[Tutor] Help with simple text book example that doesn't work!!!
Steven D'Aprano
steve at pearwood.info
Sun Apr 4 09:20:41 CEST 2010
On Sun, 4 Apr 2010 03:40:57 pm Brian Drwecki wrote:
> Hi all... I am working from the Learning Python 3rd edition published
> by O'Reily... FYI I am trying to learn Python on my own (not for
> course credit or anything).. I am a psychologist with very limited
> programming experience.. I am anal, and this example code doesn't
> work.. I am using IDLE to do everything (ni ni ni ni ni)
>
> So here is the code the book give me..
>
> while True:
> reply = raw_input('Enter text:')
> if reply == 'stop':
> break
> elif not reply.isdigit( ):
> print 'Bad!' * 8
> else:
> print int(reply) ** 2
> print 'Bye'
>
>
> Idle gives me this error SyntaxError: invalid syntax (it highlights
> the word print in the print 'bye' line..
Please do an exact copy and paste of the error and post it, rather than
paraphrasing the error.
In the meantime, a couple of guesses...
Are you sure you are using Python 2.6? If you are using 3.1, that would
explain the failure. In Python 3, print stopped being a statement and
became an ordinary function that requires parentheses.
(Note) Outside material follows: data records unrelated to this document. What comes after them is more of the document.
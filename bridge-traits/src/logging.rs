//! Host Logging Abstractions
//!
//! Lets the core mirror its `tracing` output into a host logging pipeline
//! (OSLog, Logcat, a desktop log file) through [`LoggerSink`].

use std::collections::HashMap;
use std::fmt;

use chrono::{DateTime, Utc};
use serde::{Deserialize, Serialize};

use crate::error::Result;

/// Log level
#[derive(Debug, Clone, Copy, PartialEq, Eq, PartialOrd, Ord, Serialize, Deserialize)]
pub enum LogLevel {
    Trace,
    Debug,
    Info,
    Warn,
    Error,
}

impl LogLevel {
    pub fn as_str(&self) -> &'static str {
        match self {
            LogLevel::Trace => "trace",
            LogLevel::Debug => "debug",
            LogLevel::Info => "info",
            LogLevel::Warn => "warn",
            LogLevel::Error => "error",
        }
    }
}

impl fmt::Display for LogLevel {
    fn fmt(&self, f: &mut fmt::Formatter<'_>) -> fmt::Result {
        f.write_str(self.as_str())
    }
}

/// Structured log entry forwarded to a [`LoggerSink`].
#[derive(Debug, Clone, Serialize, Deserialize)]
pub struct LogEntry {
    pub level: LogLevel,
    pub timestamp: DateTime<Utc>,
    /// Module path the event was emitted from
    pub target: String,
    pub message: String,
    /// Structured fields recorded on the event
    pub fields: HashMap<String, String>,
    /// Name of the innermost span, if any
    pub span_id: Option<String>,
}

impl LogEntry {
    pub fn new(level: LogLevel, target: impl Into<String>, message: impl Into<String>) -> Self {
        Self {
            level,
            timestamp: Utc::now(),
            target: target.into(),
            message: message.into(),
            fields: HashMap::new(),
            span_id: None,
        }
    }

    pub fn with_field(mut self, key: impl Into<String>, value: impl Into<String>) -> Self {
        self.fields.insert(key.into(), value.into());
        self
    }

    pub fn with_span_id(mut self, span_id: impl Into<String>) -> Self {
        self.span_id = Some(span_id.into());
        self
    }
}

/// Logger sink trait
///
/// Implementations must not block for long: the core forwards entries from
/// inside its event handlers.
///
/// # Example
///
/// ```ignore
/// use bridge_traits::logging::{LoggerSink, LogEntry, LogLevel};
///
/// async fn report(logger: &dyn LoggerSink, error: &str) {
///     let entry = LogEntry::new(LogLevel::Error, "core_cache", error)
///         .with_field("component", "store");
///     logger.log(entry).await.ok();
/// }
/// ```
#[async_trait::async_trait]
pub trait LoggerSink: Send + Sync {
    /// Forward a log entry to the host logging system
    async fn log(&self, entry: LogEntry) -> Result<()>;

    /// Flush any buffered logs
    async fn flush(&self) -> Result<()> {
        Ok(())
    }

    /// Entries below this level are dropped before reaching the sink.
    fn min_level(&self) -> LogLevel {
        LogLevel::Info
    }
}

/// Sink that prints entries to stderr. Handy during development.
#[derive(Debug, Clone)]
pub struct ConsoleLogger {
    pub min_level: LogLevel,
}

impl Default for ConsoleLogger {
    fn default() -> Self {
        Self {
            min_level: LogLevel::Info,
        }
    }
}

#[async_trait::async_trait]
impl LoggerSink for ConsoleLogger {
    async fn log(&self, entry: LogEntry) -> Result<()> {
        if entry.level < self.min_level {
            return Ok(());
        }

        let mut fields: Vec<_> = entry.fields.iter().collect();
        fields.sort();
        let rendered: Vec<String> = fields.iter().map(|(k, v)| format!("{}={}", k, v)).collect();

        eprintln!(
            "[{}] {:>5} {}: {} {}",
            entry.timestamp.format("%H:%M:%S%.3f"),
            entry.level.as_str().to_uppercase(),
            entry.target,
            entry.message,
            rendered.join(" ")
        );
        Ok(())
    }

    fn min_level(&self) -> LogLevel {
        self.min_level
    }
}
In Python 2.6, one way to get that behaviour is with the special "from
__future__ import" statement:
>>> from __future__ import print_function
>>> print "Hello world"
File "<stdin>", line 1
print "Hello world"
^
SyntaxError: invalid syntax
>>> print("Hello world")
Hello world
Alternatively, sometimes if you have an error on one line, the
interpreter doesn't see it until you get to the next, and then you get
a SyntaxError on one line past the actual error.
E.g. if you forgot to close the bracket:
...
else:
print int(reply ** 2
print 'Bye'
then you would (probably) get a SyntaxError on the line with the print.